Given that primal need for companionship, I see it as a special kind of cruelty to judge someone on the basis of which gender they are naturally attracted to. Of all the petty things. And to go beyond simply judging them to supporting legislation that keeps rights from them that exist for the remainder of the population, and calling them names on the street and in their homes (yes, cyber-bullying counts as bullying) to the extent that they become fearful of displaying any outward indication of their orientation… Or simply allowing the cruelty to happen and looking away. Or speaking about the lifestyle in a negative or sarcastic way in the presence of children who then go to school and taunt the people they heard mom and dad laughing about at dinner. These things are not okay with me. I want them to stop. But as my dear mother likes to say, “Want in one hand and shit in the other, and see which one fills up first.” (She’s a classy lady.) Wanting it isn’t enough.

And here’s the thing that flipped my switch on this: Facebook. Facebook allows us all a window into many different worlds simultaneously, and what I see from my gay friends is a bunch of people preaching to the choir. Hordes of gay people posting and reposting and sharing and liking links to things the world needs to know about. But they’re talking to one another, and no one else is listening. When the suicide rates for gay teenagers shot up and hit the news, you know what my straight friends were talking about on FaceBook? Football. And The Bachelor. They had no idea the gay community was in need of their help because the screaming was happening inside a secure, soundproof capsule from which they were insulated.

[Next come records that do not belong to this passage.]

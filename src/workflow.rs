//! Workflow state machine for the builder.
//!
//! The machine only reports legality and readiness. Executing a transition
//! is left to the caller, and `update` stays permissive so collaborative
//! edits are never blocked at the data layer.

use serde::Serialize;

use crate::model::WorkflowState;

impl WorkflowState {
    /// 1-based position in the workflow.
    pub fn progress(&self) -> u8 {
        match self {
            WorkflowState::Selecting => 1,
            WorkflowState::Arranging => 2,
            WorkflowState::Previewing => 3,
            WorkflowState::Publishing => 4,
        }
    }

    pub fn next(&self) -> Option<WorkflowState> {
        match self {
            WorkflowState::Selecting => Some(WorkflowState::Arranging),
            WorkflowState::Arranging => Some(WorkflowState::Previewing),
            WorkflowState::Previewing => Some(WorkflowState::Publishing),
            WorkflowState::Publishing => None,
        }
    }

    pub fn previous(&self) -> Option<WorkflowState> {
        match self {
            WorkflowState::Selecting => None,
            WorkflowState::Arranging => Some(WorkflowState::Selecting),
            WorkflowState::Previewing => Some(WorkflowState::Arranging),
            WorkflowState::Publishing => Some(WorkflowState::Previewing),
        }
    }

    /// States reachable in one legal move: one step forward or one step back.
    pub fn legal_targets(&self) -> &'static [WorkflowState] {
        match self {
            WorkflowState::Selecting => &[WorkflowState::Arranging],
            WorkflowState::Arranging => &[WorkflowState::Selecting, WorkflowState::Previewing],
            WorkflowState::Previewing => &[WorkflowState::Arranging, WorkflowState::Publishing],
            WorkflowState::Publishing => &[WorkflowState::Previewing],
        }
    }

    pub fn can_transition_to(&self, target: WorkflowState) -> bool {
        self.legal_targets().contains(&target)
    }

    pub fn label(&self) -> &'static str {
        match self {
            WorkflowState::Selecting => "Select content",
            WorkflowState::Arranging => "Arrange layout",
            WorkflowState::Previewing => "Preview",
            WorkflowState::Publishing => "Publish",
        }
    }
}

/// Signals that gate moving forward out of each state.
#[derive(Debug, Clone, Copy, Default, PartialEq, Eq)]
pub struct AdvanceSignals {
    pub has_content: bool,
    pub has_valid_layout: bool,
    pub is_validated: bool,
    pub is_ready_to_publish: bool,
}

/// Forward readiness for `state`.
pub fn can_advance(state: WorkflowState, signals: &AdvanceSignals) -> bool {
    match state {
        WorkflowState::Selecting => signals.has_content,
        WorkflowState::Arranging => signals.has_valid_layout,
        WorkflowState::Previewing => signals.is_validated,
        WorkflowState::Publishing => signals.is_ready_to_publish,
    }
}

/// Workflow slice of the session view.
#[derive(Debug, Clone, PartialEq, Eq, Serialize)]
pub struct WorkflowStatus {
    pub state: WorkflowState,
    pub label: &'static str,
    pub state_progress: u8,
    pub completion_percent: u8,
    pub is_first_step: bool,
    pub is_final_step: bool,
    pub next_state: Option<WorkflowState>,
    pub previous_state: Option<WorkflowState>,
    pub legal_targets: Vec<WorkflowState>,
    pub can_advance: bool,
    pub can_go_back: bool,
}

impl WorkflowStatus {
    pub fn evaluate(state: WorkflowState, signals: &AdvanceSignals) -> Self {
        let progress = state.progress();
        Self {
            state,
            label: state.label(),
            state_progress: progress,
            completion_percent: progress * 25,
            is_first_step: state.previous().is_none(),
            is_final_step: state.next().is_none(),
            next_state: state.next(),
            previous_state: state.previous(),
            legal_targets: state.legal_targets().to_vec(),
            can_advance: can_advance(state, signals),
            can_go_back: state.previous().is_some(),
        }
    }
}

But it is the straight people who have the ability to make it stop. We’re the problem. The gays are not the ones bullying one another to death and they’re not the ones procreating and filling the world with more people who feel the need to use my tax dollars to legislate people’s love lives. Oh, and p.s. They’re also not breeding more gays. It’s us doing that. And I want US to pay attention. So, sometimes I open the door so the screaming can be heard, and I will continue to do so to the extent I can without allowing the screaming to become so commonplace it fades into the scenery and becomes muted.

My goal in life is simple. I want to leave the world better than I found it, even if only for one person who pays it forward, and if I can’t do that then at minimum I want to leave it no worse off. So this is my small contribution toward that end.